In this blog post, we will explore how supply chain planning plays a crucial role in addressing the ESG challenges of the dairy industry and driving positive change across the entire ecosystem.

Environmental implications

The dairy industry is complex, characterized by a constant push of raw milk and highly variable production quantities and properties. Factors such as seasonality and cows’ genetic variation contribute to milk production with varying percentage levels of fat and proteins, often resulting in an imbalance in demand and supply.

Additionally, milk has a short shelf life, which comes with both the risk of creating waste as well as an opportunity to drive higher efficiency and responsiveness. From an environmental perspective, these factors present challenges that require careful supply chain planning.

There are many ways of producing the full range of dairy products that we all know (yogurt, milk, cheese, butter, cream, powder), and they come with complex manufacturing and transformation processes, requiring multiple and accurate allocations of materials and capacities. This complexity can lead to a high risk of creating waste, not only from raw milk but also from packaging and the finished products.

Advanced supply chain planning can help reduce this waste by optimizing production processes and minimizing inefficiencies.
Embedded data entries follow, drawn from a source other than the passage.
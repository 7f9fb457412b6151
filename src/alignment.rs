//! Lateral alignment scoring against the vertical frame centre line.
//!
//! Every spine point is compared with `width / 2`, assuming the subject is
//! framed centrally. Thresholds are absolute pixel constants; they are not
//! normalized to subject distance or shoulder width.

use crate::{
    constants::{
        ALIGNED_AVG_DEVIATION_PX, ALIGNED_MAX_DEVIATION_PX, EXCELLENT_MAX_DEVIATION_PX, GOOD_MAX_DEVIATION_PX,
        MODERATE_MAX_DEVIATION_PX, SPINE_POINT_COUNT,
    },
    spine::SpineModel,
    utils::safe_cast::round_to_pixel,
};
use serde::Serialize;
use std::fmt;

/// Severity band keyed on maximum deviation, ordered best to worst
#[derive(Debug, Clone, Copy, PartialEq, Eq, PartialOrd, Ord, Hash, Serialize)]
#[serde(rename_all = "lowercase")]
pub enum Severity {
    Excellent,
    Good,
    Moderate,
    Severe,
}

impl Severity {
    /// Classify a maximum deviation in pixels
    ///
    /// NaN falls through to [`Severity::Severe`].
    #[must_use]
    pub fn from_max_deviation(max_deviation: f64) -> Self {
        if max_deviation < EXCELLENT_MAX_DEVIATION_PX {
            Self::Excellent
        } else if max_deviation < GOOD_MAX_DEVIATION_PX {
            Self::Good
        } else if max_deviation < MODERATE_MAX_DEVIATION_PX {
            Self::Moderate
        } else {
            Self::Severe
        }
    }

    #[must_use]
    pub fn as_str(self) -> &'static str {
        match self {
            Self::Excellent => "excellent",
            Self::Good => "good",
            Self::Moderate => "moderate",
            Self::Severe => "severe",
        }
    }
}

impl fmt::Display for Severity {
    fn fmt(&self, f: &mut fmt::Formatter<'_>) -> fmt::Result {
        f.pad(self.as_str())
    }
}

/// Outcome of scoring one frame's spine
///
/// `Undetected` is kept distinct from a perfectly centred spine. Its
/// accessors still read as not aligned, zero deviation and severe.
#[derive(Debug, Clone, Copy, PartialEq, Eq, Serialize)]
#[serde(tag = "state", rename_all = "lowercase")]
pub enum AlignmentResult {
    Assessed {
        is_aligned: bool,
        /// Mean deviation, rounded to whole pixels
        avg_deviation: u32,
        /// Largest deviation, rounded to whole pixels
        max_deviation: u32,
        severity: Severity,
    },
    Undetected,
}

impl AlignmentResult {
    #[must_use]
    pub fn is_aligned(&self) -> bool {
        matches!(self, Self::Assessed { is_aligned: true, .. })
    }

    #[must_use]
    pub fn avg_deviation(&self) -> u32 {
        match self {
            Self::Assessed { avg_deviation, .. } => *avg_deviation,
            Self::Undetected => 0,
        }
    }

    #[must_use]
    pub fn max_deviation(&self) -> u32 {
        match self {
            Self::Assessed { max_deviation, .. } => *max_deviation,
            Self::Undetected => 0,
        }
    }

    #[must_use]
    pub fn severity(&self) -> Severity {
        match self {
            Self::Assessed { severity, .. } => *severity,
            Self::Undetected => Severity::Severe,
        }
    }

    #[must_use]
    pub fn is_detected(&self) -> bool {
        matches!(self, Self::Assessed { .. })
    }
}

/// Horizontal distance of each spine point from the centre line
#[must_use]
pub fn deviations(spine: &SpineModel, width: f64) -> [f64; SPINE_POINT_COUNT] {
    let center_x = width / 2.0;
    spine.points().map(|point| (point.x - center_x).abs())
}

/// Score a spine model against a surface of the given width
#[must_use]
#[allow(clippy::cast_precision_loss)] // SPINE_POINT_COUNT is tiny
pub fn score_alignment(spine: Option<&SpineModel>, width: f64) -> AlignmentResult {
    let Some(spine) = spine else {
        return AlignmentResult::Undetected;
    };

    let deviations = deviations(spine, width);
    let avg = deviations.iter().sum::<f64>() / SPINE_POINT_COUNT as f64;
    // NaN must win so a corrupt landmark never scores as centred
    let max = deviations
        .iter()
        .copied()
        .fold(0.0_f64, |acc, d| if d.is_nan() || d > acc { d } else { acc });

    AlignmentResult::Assessed {
        is_aligned: avg < ALIGNED_AVG_DEVIATION_PX && max < ALIGNED_MAX_DEVIATION_PX,
        avg_deviation: round_to_pixel(avg),
        max_deviation: round_to_pixel(max),
        severity: Severity::from_max_deviation(max),
    }
}
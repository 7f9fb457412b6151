//! Spine alignment monitor: replays landmark recordings through the posture
//! pipeline and reports feedback.

use anyhow::{Context, Result};
use clap::Parser;
use log::{info, warn};
use spine_alignment::{
    app::SessionRunner,
    cli::{self, Args},
    config::{Config, EXAMPLE_CONFIG},
    feedback::Status,
    frame_source::RecordedFrames,
    render::RecordingSurface,
};

fn main() -> Result<()> {
    // Parse command line arguments
    let args = Args::parse();

    // Initialize logger
    if args.debug {
        env_logger::init_from_env(env_logger::Env::new().default_filter_or("debug"));
    } else {
        env_logger::init_from_env(env_logger::Env::new().default_filter_or("info"));
    }

    if args.print_config {
        print!("{EXAMPLE_CONFIG}");
        return Ok(());
    }

    info!("Spine Alignment Monitor ({})", env!("BUILD_TARGET"));

    let config = args.resolve_config()?;
    let recording = cli::recording_path(&config)?;

    let source = RecordedFrames::open(&recording)
        .with_context(|| format!("Failed to open recording {}", recording.display()))?;
    let mut runner = SessionRunner::from_config(source, &config);

    let summary = if config.display.show_window {
        run_window(&mut runner, &config)?
    } else {
        let mut surface = RecordingSurface::new(
            f64::from(config.display.width),
            f64::from(config.display.height),
        );
        let json = args.json;
        let mut frame = 0;
        let summary = runner.run(&mut surface, |report| {
            frame += 1;
            match cli::report_line(frame, report, json) {
                Ok(line) => println!("{line}"),
                Err(e) => warn!("{e}"),
            }
        })?;
        summary.clone()
    };

    println!(
        "Processed {} frames ({} with a person detected)",
        summary.frames, summary.detected
    );
    for status in Status::ALL {
        println!("  {:<10} {}", status, summary.count(status));
    }
    if let Some(feedback) = &summary.last_feedback {
        println!("Last feedback: {}", feedback.message);
    }

    Ok(())
}

#[cfg(feature = "opencv")]
fn run_window(
    runner: &mut SessionRunner<RecordedFrames<std::io::BufReader<std::fs::File>>>,
    config: &Config,
) -> Result<spine_alignment::app::SessionSummary> {
    use spine_alignment::render::opencv_surface::OpenCvSurface;

    let mut surface = OpenCvSurface::new(config.display.width, config.display.height)?;
    let summary = runner.run_window(&mut surface, &config.display.window_title, config.input.fps)?;
    Ok(summary.clone())
}

#[cfg(not(feature = "opencv"))]
fn run_window(
    _runner: &mut SessionRunner<RecordedFrames<std::io::BufReader<std::fs::File>>>,
    _config: &Config,
) -> Result<spine_alignment::app::SessionSummary> {
    anyhow::bail!("Window output needs the `opencv` feature; rebuild with --features opencv")
}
By implementing demand forecasting models and production scheduling systems, dairy companies can better synchronize operations along the entire value chain, ensuring the latest demand signals inform the upstream decisions, and reducing the likelihood of overproduction and subsequent waste.

Another significant environmental concern in the dairy industry is the energy and carbon emissions associated with the storage and transportation of dairy products. Most dairy products require controlled temperatures for storage and transportation, resulting in a high energy footprint.
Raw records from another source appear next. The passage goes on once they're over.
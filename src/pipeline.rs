//! Per-frame orchestration: projection, spine model, scoring, feedback and
//! rendering, run synchronously once per delivered frame.
//!
//! Each frame is derived from scratch. The only value carried between frames
//! is the latest [`FeedbackState`], which observers receive whole once the
//! feedback step finishes.

use crate::{
    alignment::{score_alignment, AlignmentResult},
    config::AnalysisConfig,
    feedback::{synthesize_feedback, FeedbackObserver, FeedbackState},
    landmarks::{core_joints_visible, is_complete, project, NormalizedJoint, PixelJoint},
    render::{FrameRenderer, FrameScene, RenderStyle, Surface},
    spine::SpineModel,
    Result,
};
use log::{debug, info};

/// Whether a frame could be analysed, with its intermediate results
#[derive(Debug, Clone, PartialEq)]
pub enum FrameOutcome {
    /// A full landmark set was analysed
    Detected {
        joints: Vec<PixelJoint>,
        spine: SpineModel,
        alignment: AlignmentResult,
    },
    /// Too few (or too poorly visible) landmarks
    Undetected,
}

/// Everything one frame produced
#[derive(Debug, Clone, PartialEq)]
pub struct FrameReport {
    pub outcome: FrameOutcome,
    pub feedback: FeedbackState,
}

impl FrameReport {
    fn undetected() -> Self {
        Self {
            outcome: FrameOutcome::Undetected,
            feedback: FeedbackState::not_detected(),
        }
    }

    #[must_use]
    pub fn is_detected(&self) -> bool {
        matches!(self.outcome, FrameOutcome::Detected { .. })
    }

    /// Alignment score; [`AlignmentResult::Undetected`] when nobody was found
    #[must_use]
    pub fn alignment(&self) -> AlignmentResult {
        match &self.outcome {
            FrameOutcome::Detected { alignment, .. } => *alignment,
            FrameOutcome::Undetected => AlignmentResult::Undetected,
        }
    }

    #[must_use]
    pub fn spine(&self) -> Option<&SpineModel> {
        match &self.outcome {
            FrameOutcome::Detected { spine, .. } => Some(spine),
            FrameOutcome::Undetected => None,
        }
    }

    #[must_use]
    pub fn joints(&self) -> &[PixelJoint] {
        match &self.outcome {
            FrameOutcome::Detected { joints, .. } => joints,
            FrameOutcome::Undetected => &[],
        }
    }

    /// Scene to draw for this frame
    #[must_use]
    pub fn scene(&self) -> FrameScene<'_> {
        FrameScene {
            joints: self.joints(),
            spine: self.spine(),
            is_aligned: self.alignment().is_aligned(),
        }
    }
}

/// Runs the posture pipeline frame by frame
pub struct PostureAnalyzer {
    renderer: FrameRenderer,
    analysis: AnalysisConfig,
    observers: Vec<Box<dyn FeedbackObserver>>,
    latest: FeedbackState,
}

impl Default for PostureAnalyzer {
    fn default() -> Self {
        Self::new(RenderStyle::default(), AnalysisConfig::default())
    }
}

impl PostureAnalyzer {
    #[must_use]
    pub fn new(style: RenderStyle, analysis: AnalysisConfig) -> Self {
        Self {
            renderer: FrameRenderer::new(style),
            analysis,
            observers: Vec::new(),
            latest: FeedbackState::not_detected(),
        }
    }

    /// Register an observer notified after every frame's feedback step
    pub fn subscribe<O>(&mut self, observer: O)
    where
        O: FeedbackObserver + 'static,
    {
        self.observers.push(Box::new(observer));
    }

    /// Feedback published by the most recent frame
    #[must_use]
    pub fn feedback(&self) -> &FeedbackState {
        &self.latest
    }

    /// Analyse one frame without drawing or notifying anyone
    #[must_use]
    pub fn analyze(&self, joints: Option<&[NormalizedJoint]>, width: f64, height: f64) -> FrameReport {
        let Some(joints) = joints.filter(|joints| self.is_usable(joints)) else {
            return FrameReport::undetected();
        };

        let pixels = project(joints, width, height);
        let Some(spine) = SpineModel::build(&pixels) else {
            return FrameReport::undetected();
        };
        let alignment = score_alignment(Some(&spine), width);
        let feedback = synthesize_feedback(&pixels, &alignment);

        FrameReport {
            outcome: FrameOutcome::Detected {
                joints: pixels,
                spine,
                alignment,
            },
            feedback,
        }
    }

    /// Analyse one frame, publish its feedback and draw it onto `surface`
    ///
    /// Feedback is published before drawing starts, so observers see the
    /// frame's result even if the surface fails.
    ///
    /// # Errors
    ///
    /// Returns the first error reported by the surface
    pub fn process_frame(&mut self, joints: Option<&[NormalizedJoint]>, surface: &mut dyn Surface) -> Result<FrameReport> {
        let report = self.analyze(joints, surface.width(), surface.height());

        match &report.outcome {
            FrameOutcome::Detected { alignment, .. } => debug!(
                "Frame analysed: severity={} avg={}px max={}px aligned={}",
                alignment.severity(),
                alignment.avg_deviation(),
                alignment.max_deviation(),
                alignment.is_aligned()
            ),
            FrameOutcome::Undetected => debug!("No usable landmarks in frame"),
        }

        self.publish(&report.feedback);
        self.renderer.render(surface, &report.scene())?;

        Ok(report)
    }

    fn is_usable(&self, joints: &[NormalizedJoint]) -> bool {
        match self.analysis.min_visibility {
            Some(min_visibility) => core_joints_visible(joints, min_visibility),
            None => is_complete(joints),
        }
    }

    fn publish(&mut self, feedback: &FeedbackState) {
        if feedback.status != self.latest.status {
            info!("Posture status: {} -> {}", self.latest.status, feedback.status);
        }
        self.latest.clone_from(feedback);

        for observer in &mut self.observers {
            observer.on_feedback(feedback);
        }
    }
}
Additionally, the transformation processes involved in milk processing, such as sterilization, can be very energy-intensive. Supply chain planning can play a vital role in optimizing storage and transportation routes (thus reducing greenhouse gas emissions) and reducing energy consumption by pooling transformation batches and producing what is strictly required by the market.
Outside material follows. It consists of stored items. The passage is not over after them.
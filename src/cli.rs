//! Command line arguments for the `spine-alignment` binary and how they
//! combine with the configuration file.

use crate::{
    alignment::AlignmentResult,
    config::Config,
    feedback::Status,
    pipeline::FrameReport,
    Error, Result,
};
use clap::Parser;
use log::{info, warn};
use serde::Serialize;
use std::path::PathBuf;

#[derive(Parser, Debug, Clone, Default)]
#[command(name = "spine-alignment", author, version, about, long_about = None)]
pub struct Args {
    /// JSON-lines landmark recording to analyse
    #[arg(short, long)]
    pub input: Option<PathBuf>,

    /// Path to configuration file (YAML format)
    #[arg(short = 'C', long)]
    pub config: Option<PathBuf>,

    /// Drawing surface width in pixels
    #[arg(long)]
    pub width: Option<u32>,

    /// Drawing surface height in pixels
    #[arg(long)]
    pub height: Option<u32>,

    /// Ignore frames whose nose, shoulders or hips are less visible than this
    #[arg(long)]
    pub min_visibility: Option<f64>,

    /// Show the overlay in a window (requires the `opencv` feature)
    #[arg(short, long)]
    pub window: bool,

    /// Print one JSON object per frame instead of plain text
    #[arg(long)]
    pub json: bool,

    /// Print the example configuration and exit
    #[arg(long)]
    pub print_config: bool,

    /// Enable debug output
    #[arg(short, long)]
    pub debug: bool,
}

impl Args {
    /// Configuration file contents, or defaults when none is given or it
    /// cannot be loaded
    #[must_use]
    pub fn load_config(&self) -> Config {
        let Some(config_path) = &self.config else {
            return Config::default();
        };

        info!("Loading configuration from: {}", config_path.display());
        match Config::from_file(config_path) {
            Ok(cfg) => cfg,
            Err(e) => {
                warn!("Failed to load config file: {}. Using defaults.", e);
                Config::default()
            }
        }
    }

    /// Let command line values replace their configuration counterparts
    pub fn apply_overrides(&self, config: &mut Config) {
        if let Some(width) = self.width {
            config.display.width = width;
        }
        if let Some(height) = self.height {
            config.display.height = height;
        }
        if self.min_visibility.is_some() {
            config.analysis.min_visibility = self.min_visibility;
        }
        if self.input.is_some() {
            config.input.recording.clone_from(&self.input);
        }
        config.display.show_window |= self.window;
    }

    /// Load, override and validate the configuration for this run
    ///
    /// # Errors
    ///
    /// Returns a `ConfigError` if the merged configuration is invalid
    pub fn resolve_config(&self) -> Result<Config> {
        let mut config = self.load_config();
        self.apply_overrides(&mut config);
        config.validate()?;
        Ok(config)
    }
}

/// Recording the run should replay
///
/// # Errors
///
/// Returns a `ConfigError` when neither `--input` nor `input.recording` is set
pub fn recording_path(config: &Config) -> Result<PathBuf> {
    config.input.recording.clone().ok_or_else(|| {
        Error::ConfigError("No landmark recording given; pass --input or set input.recording in the config".to_string())
    })
}

/// Per-frame line printed with `--json`
#[derive(Debug, Serialize)]
pub struct FrameLine<'a> {
    pub frame: usize,
    pub status: Status,
    pub message: &'a str,
    pub alignment: AlignmentResult,
}

impl<'a> FrameLine<'a> {
    #[must_use]
    pub fn new(frame: usize, report: &'a FrameReport) -> Self {
        Self {
            frame,
            status: report.feedback.status,
            message: &report.feedback.message,
            alignment: report.alignment(),
        }
    }
}

/// Text printed for one frame, plain or as a JSON object
///
/// # Errors
///
/// Returns an error if the JSON line cannot be serialized
pub fn report_line(frame: usize, report: &FrameReport, json: bool) -> Result<String> {
    if json {
        serde_json::to_string(&FrameLine::new(frame, report))
            .map_err(|e| Error::InvalidInput(format!("Failed to serialize frame {frame}: {e}")))
    } else {
        Ok(format!("[{frame:>5}] {:<10} {}", report.feedback.status, report.feedback.message))
    }
}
With environmental sustainability ranking among the highest strategic priorities for dairy executives, an increasing number of dairy companies are introducing new corporate ambitions and KPIs to address this issue. One example is Danone, which has committed to becoming Net Zero by 2050 and reducing methane emissions from fresh milk by 30% by 2030.

Social implications

The dairy industry consists of a vast ecosystem involving various stakeholders, including around 150 million farmers and families whose livelihoods depend on the demand and price of raw milk. However, the industry's imbalance between demand and supply often generates volatility, making it challenging for farmers to maintain stable incomes. This volatility can have adverse social consequences, affecting the well-being of farmers and their families.

Fluctuations in milk price. Source: Trading Economics.

To address this issue, dairy companies have a social responsibility to mitigate the demand/supply mismatch. Supply chain planning can play a crucial role in anticipating demand shifts and shaping demand in a way that fosters stability.

By collaborating closely with farmers, retailers, and other stakeholders, dairy companies can develop effective win-win strategies across the end-to-end stakeholders. This may include optimizing the mix of short and long-shelf-life products, exploring alternative markets and recipes, adjusting marketing calendars and targets, adjusting drivers of raw milk composition, or implementing flexible production processes. 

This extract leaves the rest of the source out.